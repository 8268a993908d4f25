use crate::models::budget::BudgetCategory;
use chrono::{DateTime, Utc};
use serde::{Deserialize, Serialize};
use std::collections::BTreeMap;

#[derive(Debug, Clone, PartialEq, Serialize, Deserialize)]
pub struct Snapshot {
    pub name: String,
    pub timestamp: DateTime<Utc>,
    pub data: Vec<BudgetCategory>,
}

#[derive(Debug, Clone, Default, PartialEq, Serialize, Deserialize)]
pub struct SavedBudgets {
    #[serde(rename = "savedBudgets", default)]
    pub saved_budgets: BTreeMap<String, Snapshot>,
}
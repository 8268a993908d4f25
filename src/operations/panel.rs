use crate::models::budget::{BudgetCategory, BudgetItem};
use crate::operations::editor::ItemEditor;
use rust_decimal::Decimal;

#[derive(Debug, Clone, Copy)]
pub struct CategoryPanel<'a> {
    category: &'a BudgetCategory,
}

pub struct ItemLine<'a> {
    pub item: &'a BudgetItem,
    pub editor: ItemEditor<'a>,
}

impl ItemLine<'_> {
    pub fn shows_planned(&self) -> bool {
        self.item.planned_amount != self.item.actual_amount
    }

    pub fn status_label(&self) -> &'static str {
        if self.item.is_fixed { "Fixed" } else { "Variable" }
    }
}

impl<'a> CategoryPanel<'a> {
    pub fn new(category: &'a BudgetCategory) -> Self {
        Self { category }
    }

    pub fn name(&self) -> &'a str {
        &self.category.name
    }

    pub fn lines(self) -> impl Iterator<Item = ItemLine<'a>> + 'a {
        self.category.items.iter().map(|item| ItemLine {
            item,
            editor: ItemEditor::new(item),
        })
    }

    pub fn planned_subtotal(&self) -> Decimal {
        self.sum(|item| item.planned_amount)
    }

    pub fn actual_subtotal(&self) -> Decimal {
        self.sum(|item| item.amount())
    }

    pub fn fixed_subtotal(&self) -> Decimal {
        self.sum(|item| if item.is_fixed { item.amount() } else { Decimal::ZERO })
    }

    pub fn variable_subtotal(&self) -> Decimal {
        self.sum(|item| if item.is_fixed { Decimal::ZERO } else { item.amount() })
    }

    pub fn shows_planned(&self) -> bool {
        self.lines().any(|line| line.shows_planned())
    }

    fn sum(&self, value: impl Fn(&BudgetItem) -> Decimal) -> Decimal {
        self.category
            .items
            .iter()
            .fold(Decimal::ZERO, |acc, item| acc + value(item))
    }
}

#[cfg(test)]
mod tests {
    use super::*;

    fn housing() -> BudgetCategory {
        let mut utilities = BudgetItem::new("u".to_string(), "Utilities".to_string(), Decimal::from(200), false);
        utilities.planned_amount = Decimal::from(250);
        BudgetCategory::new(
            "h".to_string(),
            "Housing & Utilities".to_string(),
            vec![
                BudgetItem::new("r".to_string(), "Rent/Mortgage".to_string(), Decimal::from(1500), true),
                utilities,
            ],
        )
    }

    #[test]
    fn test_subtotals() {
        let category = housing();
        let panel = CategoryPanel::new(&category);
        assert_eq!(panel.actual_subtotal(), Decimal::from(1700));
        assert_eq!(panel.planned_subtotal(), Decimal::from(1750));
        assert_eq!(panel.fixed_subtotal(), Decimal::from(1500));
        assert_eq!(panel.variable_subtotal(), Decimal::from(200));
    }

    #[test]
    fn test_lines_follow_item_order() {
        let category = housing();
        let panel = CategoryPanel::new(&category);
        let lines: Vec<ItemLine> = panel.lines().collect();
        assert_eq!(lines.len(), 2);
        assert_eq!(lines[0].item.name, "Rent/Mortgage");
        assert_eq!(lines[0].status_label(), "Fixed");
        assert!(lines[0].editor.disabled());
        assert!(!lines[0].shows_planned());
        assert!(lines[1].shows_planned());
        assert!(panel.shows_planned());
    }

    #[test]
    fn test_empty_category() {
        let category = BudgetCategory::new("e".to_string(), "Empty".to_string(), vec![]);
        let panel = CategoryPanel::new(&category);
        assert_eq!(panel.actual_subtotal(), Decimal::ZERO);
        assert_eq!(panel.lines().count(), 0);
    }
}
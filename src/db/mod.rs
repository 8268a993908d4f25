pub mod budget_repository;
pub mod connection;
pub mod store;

_EXERCISE OBJECTIVE_
Which lines in the material contain the word "BudgetItem"? Pull each of them out.

_COMPLETED TASK_
use crate::models::budget::{BudgetCategory, BudgetItem};
    pub item: &'a BudgetItem,
    fn sum(&self, value: impl Fn(&BudgetItem) -> Decimal) -> Decimal {
        let mut utilities = BudgetItem::new("u".to_string(), "Utilities".to_string(), Decimal::from(200), false);
                BudgetItem::new("r".to_string(), "Rent/Mortgage".to_string(), Decimal::from(1500), true),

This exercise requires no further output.